Edahiro Yoko, Takaku Tomoiku, Suzuki Mario, Fukuda Yasutaka, Harada Sakiko, Kinoshita Shintaro, Inano Tadaaki, Shirane Shuichi, Hamano Yasuharu, Kondo Akihide, Komatsu Norio
Department of Hematology, Juntendo University School of Medicine, 2-1-1 Hongou, Bunkyoku, Tokyo, 113-8421, Japan.
Department of Neurosurgery, Juntendo University School of Medicine, 2-1-1 Hongou, Bunkyoku, Tokyo, 113-8421, Japan.
Leuk Res Rep. 2021 May 21;15:100249. doi: 10.1016/j.lrr.2021.100249. eCollection 2021.

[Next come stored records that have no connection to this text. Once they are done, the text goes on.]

//! Scripted extractor
//!
//! The chunk text is the model response. A leading directive line changes
//! the behavior:
//!
//! - `TIMEOUT` fails every attempt with a timeout
//! - `HANG` never answers
//! - `FLAKY <n>` fails the first `n` attempts with a transport error
//! - `THROTTLED <n>` rate-limits the first `n` attempts
//!
//! Text that is not JSON (`GARBAGE`, prose) fails with a parse error.

use async_trait::async_trait;
use chunkgraph::extract::parse_extraction;
use chunkgraph::{ExtractError, Extraction, Extractor};
use dashmap::DashMap;
use serde_json::json;
use std::sync::atomic::{AtomicUsize, Ordering};
use std::time::Duration;

#[derive(Default)]
pub struct ScriptedExtractor {
    attempts: DashMap<String, u32>,
    calls: AtomicUsize,
}

impl ScriptedExtractor {
    pub fn new() -> Self {
        Self::default()
    }

    /// Total extract calls across all chunks
    pub fn calls(&self) -> usize {
        self.calls.load(Ordering::SeqCst)
    }

    /// Attempts made for one chunk text
    pub fn attempts_for(&self, text: &str) -> u32 {
        self.attempts.get(text).map(|n| *n).unwrap_or(0)
    }
}

fn directive(text: &str) -> (Option<(&str, u32)>, &str) {
    let (head, body) = text.split_once('\n').unwrap_or((text, ""));
    let mut parts = head.split_whitespace();
    match (parts.next(), parts.next()) {
        (Some(kind @ ("TIMEOUT" | "HANG")), None) => (Some((kind, u32::MAX)), body),
        (Some(kind @ ("FLAKY" | "THROTTLED")), Some(n)) => match n.parse() {
            Ok(n) => (Some((kind, n)), body),
            Err(_) => (None, text),
        },
        _ => (None, text),
    }
}

#[async_trait]
impl Extractor for ScriptedExtractor {
    async fn extract(&self, text: &str) -> Result<Extraction, ExtractError> {
        self.calls.fetch_add(1, Ordering::SeqCst);
        let attempt = {
            let mut entry = self.attempts.entry(text.to_string()).or_insert(0);
            *entry += 1;
            *entry
        };

        let (directive, body) = directive(text);
        match directive {
            Some(("TIMEOUT", _)) => Err(ExtractError::Timeout(Duration::from_secs(1))),
            Some(("HANG", _)) => std::future::pending().await,
            Some(("FLAKY", n)) if attempt <= n => Err(ExtractError::Transport("connection reset".into())),
            Some(("THROTTLED", n)) if attempt <= n => Err(ExtractError::RateLimited { retry_after: None }),
            _ => parse_extraction(body),
        }
    }
}

/// Model response listing `entities` as (name, type, confidence) and
/// `relationships` as (source, type, target, confidence)
pub fn chunk_json(entities: &[(&str, &str, f64)], relationships: &[(&str, &str, &str, f64)]) -> String {
    let entities: Vec<_> = entities
        .iter()
        .map(|(name, entity_type, confidence)| {
            json!({ "name": name, "type": entity_type, "confidence": confidence })
        })
        .collect();
    let relationships: Vec<_> = relationships
        .iter()
        .map(|(source, relationship_type, target, confidence)| {
            json!({
                "source": source,
                "type": relationship_type,
                "target": target,
                "confidence": confidence,
            })
        })
        .collect();
    json!({ "entities": entities, "relationships": relationships }).to_string()
}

We report about a 48-year-old woman diagnosed with primary central nervous system lymphoma (PCNSL). After chemotherapy and autologous stem cell transplantation, she presented with a continuous high-grade fever. Positron emission tomography-computed tomography revealed prominent hepatosplenomegaly and high diffuse uptake of 18F-fluorodeoxyglucose in the liver, spleen, and lungs. Intravascular large B-cell lymphoma (IVLBCL) was diagnosed using random skin biopsy. There were no symptoms of IVLBCL at the time of diagnosis of PCNSL. The histopathological features of PCNSL and IVLBCL were nearly similar. These findings suggest that IVLBCL was the recurrence of PCNSL rather than a separate entity.
我们报告了一名48岁被诊断为原发性中枢神经系统淋巴瘤(PCNSL)的女性。化疗和自体干细胞移植后,她出现持续高热。正电子发射断层扫描-计算机断层扫描显示明显的肝脾肿大,肝脏、脾脏和肺部有高度弥漫性的18F-氟脱氧葡萄糖摄取。通过随机皮肤活检诊断为血管内大B细胞淋巴瘤(IVLBCL)。在诊断PCNSL时没有IVLBCL的症状。PCNSL和IVLBCL的组织病理学特征几乎相似。这些发现表明IVLBCL是PCNSL的复发而非一个独立的实体。